If You Give a Racist a Cookie

Intro: Pounding bass note and a stirring fanfare of horns. Welcome to another edition of Things to Think about. Here's Stacy. The horns continue with a keyboard note held.

Relaxing piano music is in the background.

Welcome to the Things to Think About podcast, where we use fables and fairy tales to uncover deeper truths about our subconscious world. Laura Numeroff wrote a children’s book in 1985 entitled, ‘If You Give a Mouse a Cookie’ which was illustrated by Felicia Bond. Every now and then the muse strikes and I like to reinterpret old stories like I did with Goldilocks and the 3 Bears in the episode called Emergence. It’s titled “If you Give a Racist a Cookie” but the story is a little different since I received feedback that a racist often knows what they are doing. I hope to provide a model for self-reflection and growth. And now, get comfortable and relax. Take a deep breath in. And exhale. A deep breath in and exhale. A deep breath in and exhale. And if you'd like, you can slowly close your eyes.

If you give some people a cookie, they will probably feel entitled and deserving.

They will then do their best to make it difficult for other people to get cookies.

They will ignore that the cookie factory only distributed cookies in their zip code.

They will judge the people who didn’t get a cookie as unworthy, though cookie distribution was by design.

If that person sees someone outside their group with a cookie, they will accuse them of playing the system.

They will accuse them of taking cookies away from the other people who ‘worked hard’ for a gift.

If you challenge them about the cookie, they will likely get defensive.

They will tell you that it’s not their fault that other people didn’t get cookies for 400 years and that we need to move on.

After all, it's not their fault that they unfairly benefitted and continue to benefit from unequal cookie distribution.

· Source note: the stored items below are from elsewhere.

//! HTTP error mapping for domain errors.

use axum::{
    http::StatusCode,
    response::{IntoResponse, Response},
    Json,
};
use serde_json::json;
use tracing::error;

use crate::domains::auth::AuthError;
use crate::domains::chat::ChatError;
use crate::domains::messenger::MessengerError;

/// Error returned by every JSON route. Renders as `{"error": "..."}`.
#[derive(Debug)]
pub enum ApiError {
    Unauthorized,
    Chat(ChatError),
    Messenger(MessengerError),
    Auth(AuthError),
}

impl From<ChatError> for ApiError {
    fn from(e: ChatError) -> Self {
        ApiError::Chat(e)
    }
}

impl From<MessengerError> for ApiError {
    fn from(e: MessengerError) -> Self {
        ApiError::Messenger(e)
    }
}

impl From<AuthError> for ApiError {
    fn from(e: AuthError) -> Self {
        ApiError::Auth(e)
    }
}

impl ApiError {
    fn status(&self) -> StatusCode {
        match self {
            ApiError::Unauthorized => StatusCode::UNAUTHORIZED,
            ApiError::Chat(e) => match e {
                ChatError::QuotaExceeded { .. } => StatusCode::TOO_MANY_REQUESTS,
                ChatError::NotFound => StatusCode::NOT_FOUND,
                ChatError::NotAuthorized => StatusCode::FORBIDDEN,
                ChatError::Upstream(_) => StatusCode::BAD_GATEWAY,
                ChatError::Storage(_) => StatusCode::INTERNAL_SERVER_ERROR,
            },
            ApiError::Messenger(e) => match e {
                MessengerError::NotParticipant | MessengerError::NotAuthorized => {
                    StatusCode::FORBIDDEN
                }
                MessengerError::NotFound => StatusCode::NOT_FOUND,
                MessengerError::DuplicateReaction => StatusCode::CONFLICT,
                MessengerError::InvalidRequest(_) => StatusCode::BAD_REQUEST,
                MessengerError::Storage(_) => StatusCode::INTERNAL_SERVER_ERROR,
            },
            ApiError::Auth(e) => match e {
                AuthError::AuthenticationRequired | AuthError::InvalidToken => {
                    StatusCode::UNAUTHORIZED
                }
                AuthError::InternalError(_) => StatusCode::INTERNAL_SERVER_ERROR,
            },
        }
    }

    fn message(&self) -> String {
        match self {
            ApiError::Unauthorized => "Authentication required".to_string(),
            ApiError::Chat(e) => e.to_string(),
            ApiError::Messenger(e) => e.to_string(),
            ApiError::Auth(e) => e.to_string(),
        }
    }
}

impl IntoResponse for ApiError {
    fn into_response(self) -> Response {
        let status = self.status();
        if status.is_server_error() {
            error!(status = %status, error = %self.message(), "Request failed");
            // Storage details stay in the logs
            if status == StatusCode::INTERNAL_SERVER_ERROR {
                return (status, Json(json!({ "error": "Internal server error" }))).into_response();
            }
        }
        (status, Json(json!({ "error": self.message() }))).into_response()
    }
}
// Common test utilities

pub mod harness;

pub use harness::*;
// HTTP routes
pub mod chat;
pub mod health;
pub mod messenger;
pub mod ws;

pub use chat::*;
pub use health::*;
pub use ws::*;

But maybe, just maybe, they will sit with themselves.

They will visit the cookie factory….

And notice the unequal distribution.

They will question structural inequality.

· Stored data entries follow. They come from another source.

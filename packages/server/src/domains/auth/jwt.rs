use jsonwebtoken::{decode, encode, DecodingKey, EncodingKey, Header, Validation};
use serde::{Deserialize, Serialize};
use uuid::Uuid;

use super::errors::AuthError;
use crate::common::UserId;

/// Token lifetime
const TOKEN_TTL_HOURS: i64 = 24;

/// JWT Claims - data stored in the token
#[derive(Debug, Serialize, Deserialize, Clone)]
pub struct Claims {
    pub sub: String,      // Subject (user_id as string)
    pub user_id: UserId,  // Caller identity
    pub role: String,     // 'user', 'admin', 'superadmin'
    pub exp: i64,         // Expiration timestamp
    pub iat: i64,         // Issued at timestamp
    pub iss: String,      // Issuer
    pub jti: String,      // JWT ID (unique token identifier)
}

/// JWT Service - creates and verifies JWT tokens
#[derive(Clone)]
pub struct JwtService {
    encoding_key: EncodingKey,
    decoding_key: DecodingKey,
    issuer: String,
}

impl JwtService {
    /// Create new JWT service with secret and issuer
    pub fn new(secret: &str, issuer: String) -> Self {
        Self {
            encoding_key: EncodingKey::from_secret(secret.as_bytes()),
            decoding_key: DecodingKey::from_secret(secret.as_bytes()),
            issuer,
        }
    }

    /// Create a new JWT token for a user
    pub fn create_token(&self, user_id: UserId, role: impl Into<String>) -> Result<String, AuthError> {
        let now = chrono::Utc::now();
        let exp = now + chrono::Duration::hours(TOKEN_TTL_HOURS);

        let claims = Claims {
            sub: user_id.to_string(),
            user_id,
            role: role.into(),
            exp: exp.timestamp(),
            iat: now.timestamp(),
            iss: self.issuer.clone(),
            jti: Uuid::new_v4().to_string(),
        };

        encode(&Header::default(), &claims, &self.encoding_key)
            .map_err(|e| AuthError::InternalError(e.into()))
    }

    /// Verify and decode a JWT token
    ///
    /// Returns claims if token is valid, unexpired, and from our issuer
    pub fn verify_token(&self, token: &str) -> Result<Claims, AuthError> {
        let mut validation = Validation::default();
        validation.set_issuer(&[&self.issuer]);

        decode::<Claims>(token, &self.decoding_key, &validation)
            .map(|data| data.claims)
            .map_err(|_| AuthError::InvalidToken)
    }
}

#[cfg(test)]
mod tests {
    use super::*;

    #[test]
    fn test_create_and_verify_token() {
        let service = JwtService::new("test_secret_key", "test_issuer".to_string());
        let user_id = UserId::new();

        let token = service.create_token(user_id, "user").unwrap();

        let claims = service.verify_token(&token).unwrap();
        assert_eq!(claims.user_id, user_id);
        assert_eq!(claims.sub, user_id.to_string());
        assert_eq!(claims.role, "user");
        assert_eq!(claims.iss, "test_issuer");
    }

    #[test]
    fn test_invalid_token() {
        let service = JwtService::new("test_secret_key", "test_issuer".to_string());
        assert!(matches!(
            service.verify_token("invalid_token"),
            Err(AuthError::InvalidToken)
        ));
    }

    #[test]
    fn test_wrong_secret() {
        let service1 = JwtService::new("secret1", "test_issuer".to_string());
        let service2 = JwtService::new("secret2", "test_issuer".to_string());

        let token = service1.create_token(UserId::new(), "user").unwrap();

        // Token created with secret1 should not verify with secret2
        assert!(service2.verify_token(&token).is_err());
    }

    #[test]
    fn test_wrong_issuer() {
        let ours = JwtService::new("shared", "relay".to_string());
        let theirs = JwtService::new("shared", "someone-else".to_string());

        let token = theirs.create_token(UserId::new(), "user").unwrap();
        assert!(ours.verify_token(&token).is_err());
    }

    #[test]
    fn test_expiry_window() {
        let service = JwtService::new("test_secret_key", "test_issuer".to_string());
        let token = service.create_token(UserId::new(), "user").unwrap();
        let claims = service.verify_token(&token).unwrap();

        let expires_in = claims.exp - chrono::Utc::now().timestamp();
        assert!(expires_in > (TOKEN_TTL_HOURS - 1) * 3600);
        assert!(expires_in <= TOKEN_TTL_HOURS * 3600);
    }
}
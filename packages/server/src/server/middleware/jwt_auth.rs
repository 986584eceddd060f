use crate::common::UserId;
use crate::domains::auth::JwtService;
use crate::server::errors::ApiError;
use axum::{
    async_trait,
    extract::FromRequestParts,
    http::{request::Parts, Request},
    middleware::Next,
    response::Response,
};
use std::sync::Arc;
use tracing::debug;

/// Authenticated user information from JWT
#[derive(Clone, Debug, PartialEq, Eq)]
pub struct AuthUser {
    pub user_id: UserId,
    pub role: String,
}

/// JWT authentication middleware
///
/// Extracts the token from the Authorization header (or the `token` query
/// parameter, for WebSocket and EventSource clients that can't set headers),
/// verifies it, and adds AuthUser to request extensions.
/// If no token or invalid token, request continues without AuthUser.
pub async fn jwt_auth_middleware(
    jwt_service: Arc<JwtService>,
    mut request: Request<axum::body::Body>,
    next: Next,
) -> Response {
    if let Some(user) = extract_auth_user(&request, &jwt_service) {
        debug!("Authenticated user: {} (role: {})", user.user_id, user.role);
        request.extensions_mut().insert(user);
    } else {
        debug!("No valid authentication token");
    }

    next.run(request).await
}

/// Extract and verify JWT token from request
fn extract_auth_user<B>(request: &Request<B>, jwt_service: &JwtService) -> Option<AuthUser> {
    let token = bearer_token(request).or_else(|| query_token(request))?;
    let claims = jwt_service.verify_token(&token).ok()?;

    Some(AuthUser {
        user_id: claims.user_id,
        role: claims.role,
    })
}

fn bearer_token<B>(request: &Request<B>) -> Option<String> {
    let auth_str = request.headers().get("authorization")?.to_str().ok()?;
    // Handle both "Bearer <token>" and raw token
    Some(auth_str.strip_prefix("Bearer ").unwrap_or(auth_str).to_string())
}

fn query_token<B>(request: &Request<B>) -> Option<String> {
    request
        .uri()
        .query()?
        .split('&')
        .find_map(|pair| pair.strip_prefix("token="))
        .filter(|token| !token.is_empty())
        .map(str::to_string)
}

/// Routes that require a caller take `AuthUser` as an argument.
#[async_trait]
impl<S> FromRequestParts<S> for AuthUser
where
    S: Send + Sync,
{
    type Rejection = ApiError;

    async fn from_request_parts(parts: &mut Parts, _state: &S) -> Result<Self, Self::Rejection> {
        parts
            .extensions
            .get::<AuthUser>()
            .cloned()
            .ok_or(ApiError::Unauthorized)
    }
}
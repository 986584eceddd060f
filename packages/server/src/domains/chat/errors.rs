use thiserror::Error;

/// Failures of chat operations that happen before (or instead of) a stream.
#[derive(Error, Debug)]
pub enum ChatError {
    #[error("Token limit exceeded ({used}/{limit})")]
    QuotaExceeded { used: i64, limit: i64 },

    #[error("Not found")]
    NotFound,

    #[error("Not authorized")]
    NotAuthorized,

    #[error("Upstream error: {0}")]
    Upstream(String),

    #[error("Storage error: {0}")]
    Storage(#[from] anyhow::Error),
}
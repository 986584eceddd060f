//! Streamed model replies: the provider adapter and the pipeline that drives it.

pub mod adapter;
pub mod openai;
pub mod pipeline;
pub mod tokens;

pub use adapter::{
    ContextMessage, ContextRole, GenerationContext, GenerationDelta, GenerationError,
    GenerationHandle, GenerationSource,
};
pub use openai::OpenAIGenerationSource;
pub use pipeline::{
    Admission, ChunkStream, FinalizeTarget, GenerationRequest, StreamChunk, StreamingPipeline,
    DEFAULT_GENERATION_TIMEOUT, TIMEOUT_ERROR,
};
pub use tokens::estimate_tokens;
//! Auth domain - bearer token issue and verification.

pub mod errors;
pub mod jwt;

pub use errors::AuthError;
pub use jwt::{Claims, JwtService};
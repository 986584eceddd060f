use anyhow::{Context, Result};
use dotenvy::dotenv;
use std::env;
use std::time::Duration;

/// Application configuration loaded from environment variables
#[derive(Debug, Clone)]
pub struct Config {
    pub database_url: String,
    pub port: u16,
    pub openai_api_key: String,
    pub openai_base_url: Option<String>,
    /// Model used for chats that don't name one
    pub default_model: String,
    pub jwt_secret: String,
    pub jwt_issuer: String,
    pub generation_timeout: Duration,
    /// Outbound frames buffered per connection before it is evicted
    pub connection_queue_capacity: usize,
    /// CORS origins; empty means any
    pub allowed_origins: Vec<String>,
}

impl Config {
    /// Load configuration from environment variables
    pub fn from_env() -> Result<Self> {
        // Load .env file if present (development)
        let _ = dotenv();

        Ok(Self {
            database_url: env::var("DATABASE_URL").context("DATABASE_URL must be set")?,
            port: env::var("PORT")
                .unwrap_or_else(|_| "8080".to_string())
                .parse()
                .context("PORT must be a valid number")?,
            openai_api_key: env::var("OPENAI_API_KEY").context("OPENAI_API_KEY must be set")?,
            openai_base_url: env::var("OPENAI_BASE_URL").ok(),
            default_model: env::var("DEFAULT_MODEL").unwrap_or_else(|_| "gpt-4o".to_string()),
            jwt_secret: env::var("JWT_SECRET").context("JWT_SECRET must be set")?,
            jwt_issuer: env::var("JWT_ISSUER").unwrap_or_else(|_| "relay".to_string()),
            generation_timeout: Duration::from_secs(
                env::var("GENERATION_TIMEOUT_SECS")
                    .unwrap_or_else(|_| "120".to_string())
                    .parse()
                    .context("GENERATION_TIMEOUT_SECS must be a whole number of seconds")?,
            ),
            connection_queue_capacity: env::var("CONNECTION_QUEUE_CAPACITY")
                .unwrap_or_else(|_| "256".to_string())
                .parse()
                .context("CONNECTION_QUEUE_CAPACITY must be a valid number")?,
            allowed_origins: parse_origins(&env::var("ALLOWED_ORIGINS").unwrap_or_default()),
        })
    }
}

fn parse_origins(raw: &str) -> Vec<String> {
    raw.split(',')
        .map(str::trim)
        .filter(|origin| !origin.is_empty())
        .map(str::to_string)
        .collect()
}

#[cfg(test)]
mod tests {
    use super::*;

    #[test]
    fn test_parse_origins() {
        assert!(parse_origins("").is_empty());
        assert_eq!(
            parse_origins("https://a.example, https://b.example,"),
            vec!["https://a.example", "https://b.example"]
        );
    }
}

Maybe they will ask why can’t other people get the cookies?

Why do other people not have access to the same jobs, education, homes, and opportunities?

Perhaps they will find their cookie less tasty.

Because not everyone is enjoying cookies.

Maybe everyone doesn’t want cookies.

Maybe some people would prefer apples.

The person noticed it was not only cookies.

Many friends in their neighborhoods also got apples and oranges and ice cream while other people only got potato chips.

If you gave a person potato chips, the racists would make fun of them.

They would assume they were lazy and made poor choices.

They would not see they were only given the option of chips or no chips.

If some people do self-reflection.

They would see the cookie game as a crock.

They would see that they are also losing.

They would work to repair the harm and bring down the power center.

If a person shares a cookie. They would get to know other people.

They would realize that they also need opportunities.

They would tell the person sorry and recognize the need to invest in systems and structures that allows everyone to have cookies or apples or oranges or even ice cream.

If you give that person a cookie. They may recognize they did not earn it and offer the cookie to someone who has never tasted cookies.

I’ve been fortunate to receive some accidental cookies because of some of my intersections of unearned advantage. I hope to learn the recipe to bake and share more cookies. What about you? You can now take a deep breath in, and exhale, Deep breath in and exhale. Deep breath in, and exhale and when you are ready, wiggle your toes, wiggle your fingers and slowly open your eyes. If you enjoy this podcast, please subscribe.

Closing: Closing jazzy keyboard and thrumming bass. I hope you enjoyed today's segment. Tell a friend. See you next time. Music fades. "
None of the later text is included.